# Echinodorus ID



## AQUANZ (Apr 30, 2011)

I grow a lot of echinodorus species emmeresed and have most of them labeled. 
I bought this plant as Echinodorus Osiris but I have a feeling its something else. 
The new leaves have red splotches which dissapear with age. The stems are long about 20-40cm to the leaf. any help would be great
first pic is close up of new leaf









second is of mother pant









and here are some of the young plants


----------



## Rony1107 (Dec 25, 2009)

PM'd you


----------



## Daniel Falck (Feb 18, 2011)

Yep, not _E_. x _osiris_ - even though it can sometimes have spots.
Quite a few _Echinodorus_ have spots.
If it had round (terete) leaf petioles, I'd immidiately say _E. grandiflorus_. But since that is not the case (if I see right from the pics), I might go for _E._ 'Rosé' - a child of _grandiflorus_ by crossing.
Do you have a pic of a flower stalk?
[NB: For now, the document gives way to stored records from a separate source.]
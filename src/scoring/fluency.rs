//! Fluency: expected negative log-likelihood under the character LM.

use std::sync::Arc;

use candle_core::{DType, Result, Tensor};

use super::{LossContext, LossOutput, Objective, RelaxedInputs, ScoringModel, gold_loss_via_one_hot};
use crate::model::CharLm;

/// Summed expected NLL of the relaxed continuation given source and prefix.
pub struct FluencyLoss {
    model: Arc<CharLm>,
}

impl FluencyLoss {
    #[must_use]
    pub fn new(model: Arc<CharLm>) -> Self {
        Self { model }
    }
}

/// Keep the most recent context tokens that fit before `length` new ones.
pub(crate) fn crop_context(context: &[u32], length: usize, block_size: usize) -> &[u32] {
    let room = block_size.saturating_sub(length).max(1);
    &context[context.len().saturating_sub(room)..]
}

impl Objective for FluencyLoss {
    fn name(&self) -> &str {
        "fluency"
    }

    fn model(&self) -> &dyn ScoringModel {
        &*self.model
    }

    fn compute_gold_loss(
        &self,
        ctx: &LossContext,
        predicted: &[u32],
        label: usize,
    ) -> Result<(f64, LossOutput)> {
        if predicted.is_empty() {
            return Ok((0.0, LossOutput::default()));
        }
        gold_loss_via_one_hot(self, ctx, predicted, label)
    }

    fn compute_loss(
        &self,
        ctx: &LossContext,
        relaxed: &RelaxedInputs<'_>,
        _label: usize,
        _embed_scale: f64,
    ) -> Result<(Tensor, LossOutput)> {
        let (_, length) = relaxed.tokens.dims2()?;
        let conditioning = ctx.conditioning();
        let context = crop_context(&conditioning, length, self.model.config().block_size);

        let (loss, per_position) =
            self.model
                .expected_nll(context, relaxed.tokens, relaxed.embeddings, relaxed.probs)?;
        let first = per_position.narrow(0, 0, 1)?.squeeze(0)?.to_dtype(DType::F32)?;
        let token_logprobs = first.neg()?.to_vec1::<f32>()?;
        Ok((
            loss,
            LossOutput {
                predicted_label: None,
                token_logprobs: Some(token_logprobs),
            },
        ))
    }
}
//! Autoregressive baseline: greedy for one beam, plain beam search otherwise.

use std::cmp::Ordering;

use candle_core::{D, DType, Result, Tensor};

use super::transformer::CharLm;
use crate::scoring::BaselineGenerator;

#[derive(Debug, Clone)]
struct Beam {
    tokens: Vec<u32>,
    score: f32,
    finished: bool,
}

impl CharLm {
    /// Log-probabilities of the next token after `ids`, cropped to `block_size`.
    fn next_log_probs(&self, ids: &[u32]) -> Result<Vec<f32>> {
        let block = self.config().block_size;
        let window = &ids[ids.len().saturating_sub(block)..];
        let input = Tensor::new(window, self.device())?.unsqueeze(0)?;
        let logits = self.forward_last(&input)?.to_dtype(DType::F32)?;
        candle_nn::ops::log_softmax(&logits, D::Minus1)?
            .squeeze(0)?
            .to_vec1::<f32>()
    }
}

fn by_score_desc(a: f32, b: f32) -> Ordering {
    b.partial_cmp(&a).unwrap_or(Ordering::Equal)
}

impl BaselineGenerator for CharLm {
    #[allow(clippy::cast_possible_truncation)]
    fn generate(&self, input: &[u32], max_length: usize, num_beams: usize) -> Result<Vec<u32>> {
        if input.is_empty() {
            candle_core::bail!("generation needs a non-empty prompt");
        }
        let width = num_beams.max(1);
        let eos = self.config().eos_token_id;
        let mut beams = vec![Beam {
            tokens: Vec::new(),
            score: 0.0,
            finished: false,
        }];

        for _ in 0..max_length {
            if beams.iter().all(|beam| beam.finished) {
                break;
            }
            let mut expanded = Vec::with_capacity(beams.len() * width);
            for beam in &beams {
                if beam.finished {
                    expanded.push(beam.clone());
                    continue;
                }
                let context: Vec<u32> = input.iter().chain(&beam.tokens).copied().collect();
                let log_probs = self.next_log_probs(&context)?;

                let mut order: Vec<usize> = (0..log_probs.len()).collect();
                order.sort_by(|&a, &b| by_score_desc(log_probs[a], log_probs[b]));
                for &id in order.iter().take(width) {
                    let mut tokens = beam.tokens.clone();
                    tokens.push(id as u32);
                    expanded.push(Beam {
                        tokens,
                        score: beam.score + log_probs[id],
                        finished: id as u32 == eos,
                    });
                }
            }
            expanded.sort_by(|a, b| by_score_desc(a.score, b.score));
            expanded.truncate(width);
            beams = expanded;
        }

        Ok(beams.into_iter().next().map(|beam| beam.tokens).unwrap_or_default())
    }
}

#[cfg(test)]
mod tests {
    use candle_core::Device;

    use super::*;
    use crate::model::ModelConfig;

    fn tiny() -> CharLm {
        CharLm::random("tiny", ModelConfig::tiny(), &Device::Cpu).unwrap()
    }

    #[test]
    fn test_greedy_respects_max_length_and_is_deterministic() {
        let model = tiny();
        let prompt = [1u32, 40, 41, 4];
        let first = model.generate(&prompt, 6, 1).unwrap();
        assert!(first.len() <= 6);
        assert!(!first.is_empty());
        assert_eq!(model.generate(&prompt, 6, 1).unwrap(), first);
    }

    #[test]
    fn test_greedy_follows_argmax() {
        let model = tiny();
        let prompt = [1u32, 4];
        let out = model.generate(&prompt, 1, 1).unwrap();
        let logits = model
            .forward_last(&Tensor::new(vec![prompt.to_vec()], model.device()).unwrap())
            .unwrap()
            .squeeze(0)
            .unwrap()
            .to_vec1::<f32>()
            .unwrap();
        assert_eq!(out, vec![crate::target::sampling::argmax(&logits)]);
    }

    #[test]
    fn test_beam_search_stays_within_budget() {
        let model = tiny();
        let prompt = [1u32, 50, 4];
        let beam = model.generate(&prompt, 3, 4).unwrap();
        assert!(!beam.is_empty() && beam.len() <= 3);
        assert!(beam.iter().all(|&id| (id as usize) < model.config().vocab_size));
        assert_eq!(model.generate(&prompt, 3, 4).unwrap(), beam);
    }

    #[test]
    fn test_zero_length_generates_nothing() {
        let model = tiny();
        assert!(model.generate(&[1, 4], 0, 3).unwrap().is_empty());
    }
}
I have a feeling that this is not even 'Rosé' but a _cordifolius_ hybrid (with triangular cross-section of petioles)...


----------



## miremonster (Mar 26, 2006)

That looks to me like a plant labeled as "Echinodorus cordifolius" in the botanical garden Berlin, also cultivated in the botanical garden Göttingen (Germany) as "E. cordifolius ssp. fluitans". 
Probably the same cultivated plant, with large blotches on young leaves, is depicted as Echinodorus fluitans in Rataj's Echinodorus revision from 2004. 
Compared with what I believe is typical E. cordifolius, the petiole tissue of the B.G. Berlin "cordifolius" is softer (and much softer than E. grandiflorus). Petioles triangular in cross section (as Daniel mentions), somewhat ridged. Also the peduncle is triangular (petioles and peduncles terete in typical E. cordifolius and E. grandiflorus). I didn't find pellucid markings in the leaves. Inflorescences branched, decumbent and always with plantlets, as in E. cordifolius. I didn't find ripe fruits. It appears to me like something between E. cordifolius and E. paniculatus.


----------



## Daniel Falck (Feb 18, 2011)

And to confuse the matters, _E. cordifolius_ ssp. _fluitans_ sold by Tropica is a hybrid, too. According to our study, it is a cross between _E. longiscapus_ & _E. grandiflorus_.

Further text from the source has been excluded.